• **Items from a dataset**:
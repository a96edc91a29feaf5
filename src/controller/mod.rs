//! Standard CRUD routes generated for a resolved resource.

mod extension;

pub use extension::ControllerExtension;

use crate::error::AppError;
use crate::id::IdType;
use crate::policy::{Operation, Policies, PolicyRequest};
use crate::query::{ListQuery, Meta};
use crate::repository::Repository;
use crate::resource::{DisabledOperations, RelationshipConfig};
use crate::response::{meta_value, ok};
use crate::schema::{EnvelopeInput, ManyInput, SchemaSet};
use axum::{
    extract::{Path, Query, State},
    http::{HeaderMap, Method, Uri},
    response::Response,
    routing::{get, MethodRouter},
    Json, Router,
};
use serde_json::Value;
use std::collections::HashMap;
use std::sync::Arc;

/// Everything a generated route needs. Shared as router state.
pub struct ResourceContext {
    pub model_name: String,
    pub path: String,
    pub id_type: IdType,
    pub repository: Arc<Repository>,
    pub schemas: Arc<SchemaSet>,
    pub relations: Vec<RelationshipConfig>,
    /// Schema sets of the resources on the far side of each relationship, keyed by relationship name.
    pub foreign: HashMap<String, Arc<SchemaSet>>,
    pub policies: Policies,
    pub disabled: DisabledOperations,
    pub page_limit: u32,
}

impl ResourceContext {
    /// Absolute route path under this resource, e.g. `route_path("/search")` → "/groups/search".
    pub fn route_path(&self, suffix: &str) -> String {
        format!("{}{}", self.path, suffix)
    }

    pub fn relation(&self, name: &str) -> Option<&RelationshipConfig> {
        self.relations.iter().find(|r| r.name == name)
    }

    pub async fn authorize(
        &self,
        operation: Operation,
        method: &Method,
        uri: &Uri,
        headers: &HeaderMap,
    ) -> Result<(), AppError> {
        self.policies
            .enforce(&PolicyRequest {
                operation,
                resource: &self.schemas.single_name,
                method,
                uri,
                headers,
            })
            .await
    }

    fn not_found(&self, id: &str) -> AppError {
        AppError::NotFound(format!("{} {}", self.schemas.single_name, id))
    }

    /// Resolve relation setters from a create/update payload and check their ids. Runs before any write.
    async fn prepare_relations(
        &self,
        relations: Vec<(String, Vec<Value>)>,
    ) -> Result<Vec<(&RelationshipConfig, Vec<Value>)>, AppError> {
        let mut out = Vec::with_capacity(relations.len());
        for (name, ids) in relations {
            let rel = self
                .relation(&name)
                .ok_or_else(|| AppError::Validation(format!("unknown relation {}", name)))?;
            self.repository.check_related_ids(&rel.descriptor, &ids).await?;
            out.push((rel, ids));
        }
        Ok(out)
    }

    /// Apply prepared relation setters to the stored `record`.
    async fn apply_relations(
        &self,
        record: &Value,
        relations: Vec<(&RelationshipConfig, Vec<Value>)>,
    ) -> Result<(), AppError> {
        if relations.is_empty() {
            return Ok(());
        }
        let id = record
            .get(self.repository.primary_key())
            .cloned()
            .ok_or_else(|| AppError::Validation("stored record has no primary key".into()))?;
        for (rel, ids) in relations {
            self.repository.set_relations(&rel.descriptor, &id, ids).await?;
        }
        Ok(())
    }
}

type Ctx = State<Arc<ResourceContext>>;

pub async fn get_many(
    State(ctx): Ctx,
    method: Method,
    uri: Uri,
    headers: HeaderMap,
    Query(params): Query<HashMap<String, String>>,
) -> Result<Response, AppError> {
    ctx.authorize(Operation::GetMany, &method, &uri, &headers).await?;
    let query = ListQuery::from_params(ctx.repository.model(), &params, ctx.page_limit)?;
    let listing = ctx.repository.get_all(&query).await?;
    let meta = meta_value(&listing.meta());
    Ok(ok(ctx.schemas.many.build(ManyInput::FromRaw(listing.page.rows), meta)))
}

pub async fn get_one(
    State(ctx): Ctx,
    method: Method,
    uri: Uri,
    headers: HeaderMap,
    Path(id_str): Path<String>,
) -> Result<Response, AppError> {
    ctx.authorize(Operation::GetOne, &method, &uri, &headers).await?;
    let id = ctx.id_type.parse_path(&id_str)?;
    let record = ctx.repository.get_by_id(&id).await?.ok_or_else(|| ctx.not_found(&id_str))?;
    Ok(ok(ctx.schemas.single.build(EnvelopeInput::FromRaw(record))))
}

pub async fn create(
    State(ctx): Ctx,
    method: Method,
    uri: Uri,
    headers: HeaderMap,
    Json(body): Json<Value>,
) -> Result<Response, AppError> {
    ctx.authorize(Operation::Create, &method, &uri, &headers).await?;
    let payload = ctx.schemas.create.parse(&body)?;
    let relations = ctx.prepare_relations(payload.relations).await?;
    let record = ctx.repository.create(payload.fields).await?;
    if let Err(e) = ctx.apply_relations(&record, relations).await {
        ctx.repository.discard(&record).await;
        return Err(e);
    }
    Ok(ok(ctx.schemas.single.build(EnvelopeInput::FromRaw(record))))
}

pub async fn update(
    State(ctx): Ctx,
    method: Method,
    uri: Uri,
    headers: HeaderMap,
    Path(id_str): Path<String>,
    Json(body): Json<Value>,
) -> Result<Response, AppError> {
    ctx.authorize(Operation::Update, &method, &uri, &headers).await?;
    let id = ctx.id_type.parse_path(&id_str)?;
    let payload = ctx.schemas.update.parse(&body)?;
    let relations = ctx.prepare_relations(payload.relations).await?;
    let previous = if relations.is_empty() {
        None
    } else {
        ctx.repository.snapshot(&id).await?
    };
    let record = ctx
        .repository
        .update(&id, payload.fields)
        .await?
        .ok_or_else(|| ctx.not_found(&id_str))?;
    if let Err(e) = ctx.apply_relations(&record, relations).await {
        if let Some(previous) = &previous {
            ctx.repository.restore(&id, previous).await;
        }
        return Err(e);
    }
    Ok(ok(ctx.schemas.single.build(EnvelopeInput::FromRaw(record))))
}

pub async fn delete(
    State(ctx): Ctx,
    method: Method,
    uri: Uri,
    headers: HeaderMap,
    Path(id_str): Path<String>,
) -> Result<Response, AppError> {
    ctx.authorize(Operation::Delete, &method, &uri, &headers).await?;
    let id = ctx.id_type.parse_path(&id_str)?;
    let record = ctx.repository.delete(&id).await?.ok_or_else(|| ctx.not_found(&id_str))?;
    Ok(ok(ctx.schemas.single.build(EnvelopeInput::FromRaw(record))))
}

/// `GET {path}/:id/:relation`: the related records in the far resource's envelope.
pub async fn get_relation(
    State(ctx): Ctx,
    method: Method,
    uri: Uri,
    headers: HeaderMap,
    Path((id_str, relation)): Path<(String, String)>,
    Query(params): Query<HashMap<String, String>>,
) -> Result<Response, AppError> {
    ctx.authorize(Operation::GetOne, &method, &uri, &headers).await?;
    let rel = ctx
        .relation(&relation)
        .ok_or_else(|| AppError::NotFound(format!("relation {}", relation)))?;
    let foreign = ctx
        .foreign
        .get(&rel.name)
        .ok_or_else(|| AppError::NotFound(format!("relation {}", relation)))?;
    let id = ctx.id_type.parse_path(&id_str)?;
    if ctx.repository.get_by_id(&id).await?.is_none() {
        return Err(ctx.not_found(&id_str));
    }
    if rel.is_to_many() {
        let query = ListQuery::from_params(&rel.descriptor.target, &params, ctx.page_limit)?;
        let page = ctx.repository.get_relation(&rel.descriptor, &id, &query).await?;
        let meta = meta_value(&Meta::new(&query, page.total));
        Ok(ok(foreign.many.build(ManyInput::FromRaw(page.rows), meta)))
    } else {
        let page = ctx
            .repository
            .get_relation(&rel.descriptor, &id, &ListQuery::with_limit(1))
            .await?;
        let input = EnvelopeInput::from_args(None, page.rows.into_iter().next());
        Ok(ok(foreign.single.build(input)))
    }
}

/// Attach the enabled standard routes to `router`.
pub fn mount(router: Router<Arc<ResourceContext>>, ctx: &ResourceContext) -> Router<Arc<ResourceContext>> {
    let enabled = |op: Operation| !ctx.disabled.is_disabled(op);
    let mut router = router;

    let mut collection: Option<MethodRouter<Arc<ResourceContext>>> = None;
    if enabled(Operation::GetMany) {
        collection = Some(get(get_many));
    }
    if enabled(Operation::Create) {
        collection = Some(match collection {
            Some(m) => m.post(create),
            None => axum::routing::post(create),
        });
    }
    if let Some(m) = collection {
        router = router.route(&ctx.path, m);
    }

    let mut item: Option<MethodRouter<Arc<ResourceContext>>> = None;
    if enabled(Operation::GetOne) {
        item = Some(get(get_one));
    }
    if enabled(Operation::Update) {
        item = Some(match item {
            Some(m) => m.patch(update),
            None => axum::routing::patch(update),
        });
    }
    if enabled(Operation::Delete) {
        item = Some(match item {
            Some(m) => m.delete(delete),
            None => axum::routing::delete(delete),
        });
    }
    if let Some(m) = item {
        router = router.route(&ctx.route_path("/:id"), m);
    }

    if !ctx.relations.is_empty() && enabled(Operation::GetOne) {
        router = router.route(&ctx.route_path("/:id/:relation"), get(get_relation));
    }
    tracing::debug!(model = %ctx.model_name, path = %ctx.path, "standard routes mounted");
    router
}
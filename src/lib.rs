//! Cruddy: CRUD resources over declared data models.
//!
//! Declare models in a [`ModelCatalog`], build a [`Resource`] per model, register the resources
//! with a [`Registry`], then `configure()` the catalog and `finalize()` the registry. Resolution
//! wires relationships, synthesizes envelope schemas with links, and mounts REST routes.

pub mod adapter;
pub mod config;
pub mod controller;
pub mod error;
pub mod id;
pub mod inflector;
pub mod links;
pub mod model;
pub mod policy;
pub mod query;
pub mod registry;
pub mod repository;
pub mod resource;
pub mod response;
pub mod routes;
pub mod schema;
pub mod sql;

pub use adapter::{Adapter, AdapterParams, MemoryAdapter, PostgresAdapter};
pub use config::{init_tracing, load_catalog, ServerConfig};
pub use controller::{ControllerExtension, ResourceContext};
pub use error::{AppError, ConfigError};
pub use id::IdType;
pub use links::LinkBuilder;
pub use model::{
    Cardinality, ColumnDef, ModelCatalog, ModelDef, RelationshipDef, RelationshipDescriptor, RelationshipInspector,
    Secondary,
};
pub use policy::{policy_fn, Operation, Policy, PolicyRequest};
pub use query::{ListQuery, Listing, Meta};
pub use registry::{Registry, ResolutionState};
pub use repository::{hook_fn, Action, LifecycleHook, Repository, Stage};
pub use resource::{PolicyScope, RelationshipConfig, Resource, ResourceBuilder};
pub use routes::{app, common_routes, common_routes_with_ready};
pub use schema::{EnvelopeInput, FieldType, ManyInput, SchemaDef, SchemaSet};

• **EXERCISE DIRECTIONS**: In exact wording, restate the lines of the data above from the first through the one holding "use crate::id::IdType;", and stop after that line.

• **ANSWER AREA**:
repository a96edc91a29feaf5
filename src/controller/mod.rs
//! Standard CRUD routes generated for a resolved resource.

mod extension;

pub use extension::ControllerExtension;

use crate::error::AppError;
use crate::id::IdType;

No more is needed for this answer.